No TV. No homework. No cell phone coverage. No interruptions.

 

I brought seven books to the mountains. Now even I would never imagine plowing through seven books in forty-eight hours. But it was wonderful to see them there, all lined up and waiting the off chance that I might choose to read them. I read all of Stephen King's On Writing, plus some of Sister Helen Prejean's Dead Man Walking, poems by Wendell Berry and Mary Oliver, and the first half of D. H. Lawrence's Lady Chatterly's Lover. What indulgence!

 

But here's something else that I did during my sabbatical in the mountains. I realized that when I have space and motivation to do only what I feel like doing, I still want to be productive. I still work on projects. I did some blogging (both for this blog and the Wesley Center blog at www.uoweslecenter.blogspot.com) and I organized a project I had been meaning to put together for years: a handwritten journal of the best poetry I've written since graduating from high school.

 

But the biggest accomplishment was my second night of solitude, when I put aside the fun stuff and pulled out all the thesis materials.

 

I had done exactly what Stephen King says you shouldn't do: I had allowed my writing project to go stale. I worked on my thesis research over the summer, and early in fall term. You could argue that my entire internship (and therefore the vast majority of fall term) was helping me with my thesis. But the fact remains that the only writing I had done for more than a month involved redrafting my outline. I don't even like outlines.

 

So I took out the whole shebang, dusted her off, and reminded myself of the goals and dreams of this project. And it turns out that I am still amazingly excited to write it. It will be a massive project, and will undoubtedly require hundreds of hours (and maybe even a hundred pages) to say what I want to say.

 

I wrote another six pages that night. I also put the individual sections I'd created thus far into a single document. That puts us at eleven double spaced pages. Eleven.

 

Even if the rest of the weekend had been a disaster, getting reacquainted with my thesis project would have been well worth it.
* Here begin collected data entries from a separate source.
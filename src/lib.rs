//! Tide Hop - A charge-and-jump platform runner over shark-infested water
//!
//! Core modules:
//! - `sim`: Deterministic simulation (platforms, player, sharks, power-ups, game state)
//! - `render`: Per-tick snapshot handed to an external renderer
//! - `input`: Press/move/release intents buffered between ticks
//! - `persistence`: Best score storage
//! - `audio`, `platform`: Sound cues and device vibration
//! - `tuning`: Data-driven game balance
//! - `game`: Shell that wires the simulation to audio, haptics and storage

pub mod audio;
pub mod game;
pub mod input;
pub mod persistence;
pub mod platform;
pub mod render;
pub mod settings;
pub mod sim;
pub mod tuning;

pub use game::Game;
pub use settings::Settings;
pub use tuning::Tuning;

use glam::Vec2;

/// Game configuration constants
pub mod consts {
    /// Fixed simulation rate
    pub const SIM_HZ: u32 = 60;
    /// Fixed simulation timestep in seconds
    pub const SIM_DT: f32 = 1.0 / SIM_HZ as f32;
    /// Maximum substeps per frame to prevent spiral of death
    pub const MAX_SUBSTEPS: u32 = 4;
    /// Animation clock advance per tick (drives bobbing and wobble phases)
    pub const ANIM_STEP: f32 = 0.05;
}

/// Convert a duration in seconds to whole simulation ticks (rounded up)
#[inline]
pub fn secs_to_ticks(secs: f32) -> u64 {
    (secs.max(0.0) * consts::SIM_HZ as f32).ceil() as u64
}

/// Convert a tick count back to seconds (render boundary only)
#[inline]
pub fn ticks_to_secs(ticks: u64) -> f32 {
    ticks as f32 * consts::SIM_DT
}

/// Euclidean overlap test between two circles
#[inline]
pub fn circles_overlap(a: Vec2, b: Vec2, combined_radius: f32) -> bool {
    a.distance(b) < combined_radius
}

#[cfg(test)]
mod tests {
    use super::*;

    #[test]
    fn test_secs_to_ticks_rounds_up() {
        assert_eq!(secs_to_ticks(30.0), 1800);
        assert_eq!(secs_to_ticks(0.01), 1);
        assert_eq!(secs_to_ticks(0.0), 0);
        assert_eq!(secs_to_ticks(-2.0), 0);
        assert!((ticks_to_secs(90) - 1.5).abs() < 1e-6);
    }

    #[test]
    fn test_circles_overlap_is_strict() {
        assert!(circles_overlap(Vec2::ZERO, Vec2::new(3.0, 4.0), 5.1));
        assert!(!circles_overlap(Vec2::ZERO, Vec2::new(3.0, 4.0), 5.0));
    }
}
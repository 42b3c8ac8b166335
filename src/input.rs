//! Input intents
//!
//! Pointer and touch handlers only record what happened. Nothing touches the
//! simulation until [`InputIntents::take`] hands the batch to the next tick.

use crate::sim::TickInput;

/// Gestures buffered between two ticks
#[derive(Debug, Clone, Default)]
pub struct InputIntents {
    press: bool,
    moves: u32,
    release: bool,
    cancel: bool,
    /// Pointer currently down
    held: bool,
    /// Let the autopilot play (demo mode)
    pub autopilot: bool,
}

impl InputIntents {
    pub fn new() -> Self {
        Self::default()
    }

    /// Pointer down / touch start
    pub fn begin_charge(&mut self) {
        self.press = true;
        self.held = true;
    }

    /// Pointer moved while held
    pub fn continue_charge(&mut self) {
        if self.held {
            self.moves += 1;
        }
    }

    /// Pointer up / touch end
    pub fn release_jump(&mut self) {
        if self.held {
            self.release = true;
        }
        self.held = false;
    }

    /// Touch cancelled by the system
    pub fn cancel_charge(&mut self) {
        self.cancel = true;
        self.held = false;
    }

    pub fn is_held(&self) -> bool {
        self.held
    }

    /// Drain the buffered gestures into one tick's input
    pub fn take(&mut self) -> TickInput {
        let input = TickInput {
            press: self.press,
            moves: self.moves,
            release: self.release,
            cancel: self.cancel,
            autopilot: self.autopilot,
        };
        self.press = false;
        self.moves = 0;
        self.release = false;
        self.cancel = false;
        input
    }
}
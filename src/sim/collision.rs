//! Landing resolution against the platform chain
//!
//! Decides each tick whether the player is airborne, standing on a platform, or has
//! dropped into a gap, and turns forward progress into score.

use rand_pcg::Pcg32;

use super::platforms::PlatformField;
use super::player::Player;
use crate::tuning::{PlatformTuning, WorldTuning};

/// A successful landing
#[derive(Debug, Clone, Copy, PartialEq, Eq)]
pub struct Landing {
    /// Index of the platform landed on
    pub index: usize,
    /// Platforms advanced since the previous landing (0 when re-landing)
    pub skipped: usize,
    /// Points earned by this landing
    pub points: u64,
}

impl Landing {
    pub fn is_new_platform(&self) -> bool {
        self.skipped > 0
    }
}

/// Where the player stands after resolution
#[derive(Debug, Clone, Copy, PartialEq, Eq)]
pub enum Contact {
    Airborne,
    Landed(Landing),
    /// Feet at ground level with no platform underneath
    InGap,
}

/// Settle the player against the platforms for this tick
///
/// Extends the chain first, then lands the player on the first platform under a
/// descending or resting footprint. Flight suppresses landing entirely.
pub fn resolve_landing(
    field: &mut PlatformField,
    player: &mut Player,
    rng: &mut Pcg32,
    world: &WorldTuning,
    tuning: &PlatformTuning,
) -> Contact {
    assert!(!field.is_empty(), "platform chain must never be empty");
    field.ensure_ahead(player.pos.x, rng, tuning);

    if player.flying {
        return Contact::Airborne;
    }

    let Some(index) = find_landing(field, player, world) else {
        return if in_gap(field, player) {
            Contact::InGap
        } else {
            Contact::Airborne
        };
    };

    player.land_on(&field.platforms()[index]);

    let skipped = field.mark_landed(index);
    if skipped > 0 && index + tuning.regenerate_below >= field.len() {
        log::debug!("Landed on {index} of {}, topping up", field.len());
        field.generate_batch(rng, tuning);
    }

    Contact::Landed(Landing {
        index,
        skipped,
        points: skipped as u64 * tuning.points_per_platform,
    })
}

/// Index of the first platform the player would land on, if any
pub fn find_landing(field: &PlatformField, player: &Player, world: &WorldTuning) -> Option<usize> {
    if player.vel.y < 0.0 {
        return None;
    }
    let feet = player.feet();
    field.platforms().iter().position(|p| {
        p.overlaps_x(player.pos.x, player.right())
            && feet >= p.top()
            && feet <= p.top() + p.height + world.landing_tolerance
    })
}

/// Feet at ground level with nothing underneath
pub fn in_gap(field: &PlatformField, player: &Player) -> bool {
    if player.feet() < field.ground_y() {
        return false;
    }
    !field
        .platforms()
        .iter()
        .any(|p| p.overlaps_x(player.pos.x, player.right()))
}

/// Whether the player is currently standing on some platform
pub fn on_platform(field: &PlatformField, player: &Player, world: &WorldTuning) -> bool {
    player.on_ground && find_landing(field, player, world).is_some()
}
And now I get a huge bonus: I have eleven pages of thesis, plus all kinds of extra energy and enthusiasm, gathered from that time completely to myself.

 

The final activity of the cabin vacation was the idea for another project. It's gotten me all into a tizzy, and I'm not going to say anything more for now. Except that I'm busy imagining how I can get out into the wide world again sooner than I had thought, and that I'm imagining more every day how the written word can be used to change the world.

 

Readers, I hope that you will take some time for yourselves this holiday season. Try to step back from lives and commitments for a moment, even if it's just a couple of hours. Give yourself permission to do something wild you never have time for anymore, or instead allow yourself the necessary luxury of doing nothing at all.

 

It might be more productive than you imagine.